Subject: Re: AXPpci33 Networking Wierdness
To: Pavel Cahyna <pavel.cahyna@st.ms.mff.cuni.cz>
From: Pat Wendorf <mlist@beholder.homeunix.net>
List: port-alpha
Date: 04/07/2003 00:22:42
Hey all,

I know this is a terribly slow reply, but thinking like a typical user, 
"problem solved" means no need to reply.  I appologize for that.

Thanks for the help, the machine has been working flawlessly since I 
recompiled my kernel with the nmbclusters increased.

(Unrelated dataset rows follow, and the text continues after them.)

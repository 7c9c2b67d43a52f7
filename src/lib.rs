//! # shadowhosts - hosts file generator
//!
//! Builds a hosts file from remote ad/tracker blocklists plus local
//! blacklist, whitelist and redirect rules.
//!
//! ## Architecture
//!
//! ```text
//! ┌─────────────────────────────────────────────────────────────┐
//! │                       shadowhosts                           │
//! ├─────────────────────────────────────────────────────────────┤
//! │  CLI (clap)                                                 │
//! │    └── --config, --out, --mkdir, --genconfig, --dry-run     │
//! ├─────────────────────────────────────────────────────────────┤
//! │  Config (serde + toml)                                      │
//! │    └── sources, blacklist, whitelist, redirect              │
//! ├─────────────────────────────────────────────────────────────┤
//! │  Fetcher (reqwest + rustls)                                 │
//! │    └── concurrent downloads, results in source order        │
//! ├─────────────────────────────────────────────────────────────┤
//! │  Parser                                                     │
//! │    └── hosts-format lines, noise tolerant                   │
//! ├─────────────────────────────────────────────────────────────┤
//! │  Aggregator                                                 │
//! │    └── remote < blacklist < whitelist < redirect            │
//! ├─────────────────────────────────────────────────────────────┤
//! │  Serializer                                                 │
//! │    └── sorted, byte-stable hosts text                       │
//! └─────────────────────────────────────────────────────────────┘
//! ```
//!
//! ## Example Usage
//!
//! ```no_run
//! use std::path::Path;
//! use shadowhosts::aggregator::build_hosts;
//! use shadowhosts::config::Config;
//! use shadowhosts::fetcher::Fetcher;
//! use shadowhosts::fs_abstraction::real_fs;
//!
//! #[tokio::main]
//! async fn main() -> anyhow::Result<()> {
//!     let config = Config::load(Path::new("config.toml"), real_fs())?;
//!     let directives = config.directives()?;
//!
//!     let fetcher = Fetcher::new()?;
//!     let fetches = fetcher.fetch_all(&config.sources).await;
//!
//!     let build = build_hosts(&fetches, &directives);
//!     std::fs::write("hosts", &build.bytes)?;
//!     Ok(())
//! }
//! ```
//!
//! ## Security
//!
//! Remote lists are untrusted. Unless `allow_redirect` is set, a remote
//! entry may not point `localhost` (or any name the user redirects locally)
//! at anything other than a blocking address.
//!
//! ## Modules
//!
//! - [`aggregator`] - Merge policy and the fetch-to-bytes composition
//! - [`cli`] - Command-line interface definitions
//! - [`commands`] - CLI command implementations
//! - [`config`] - Configuration parsing, discovery and validation
//! - [`error`] - Typed errors
//! - [`fetcher`] - HTTP client for downloading lists
//! - [`fs_abstraction`] - Mockable filesystem access
//! - [`output`] - Hosts file destination handling
//! - [`parser`] - Hosts-format line tokenizer
//! - [`serializer`] - Hosts file rendering
//! - [`utils`] - Formatting helpers

pub mod aggregator;
pub mod cli;
pub mod commands;
pub mod config;
pub mod error;
pub mod fetcher;
pub mod fs_abstraction;
pub mod output;
pub mod parser;
pub mod serializer;
pub mod utils;

pub use cli::Cli;
pub use config::Config;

However, I still find this a little strange:

I had kernel messages of buffering problems coming from the nic hardware (both 
nic's actually).  This cleared up with the nmbclusters fix.  This makes 
little sense to me.  How does increasing the nmbclusters value affect the 
network hardware buffering? I thought this was only to increase some magic 
kernel buffer that was used for buffering packets before they're sent to the 
interface or some such.  

Additionally, if my machine was doing such a light duty (PPPoE Nat box for my 
network), why would I get these errors?  Is 1024 too small to do this task? 
Would any machine require at least 4096 nmbclusters to function as a simple 
server?  If so, can this be increased for the default kernel, or would this 
break many things?  How about dynamic allocation of nmbclusters using the 
kernel memory allocate/deallocate features?

- Pat

On March 17, 2003 05:42 am, Pavel Cahyna wrote:

> > On 2003.03.17 08:01 Pat Wendorf wrote:
> > > WARNING: mclpool limit reached; increase NMBCLUSTERS
> >
> > You have to tune your kernel:
> > http://www.netbsd.org/Documentation/kernel/index.html#mclpool-limit
>
> It is sufficient to add the line
> kern.mbuf.nmbclusters=<desired value>
>
> to your /etc/sysctl.conf . No need to recompile a kernel.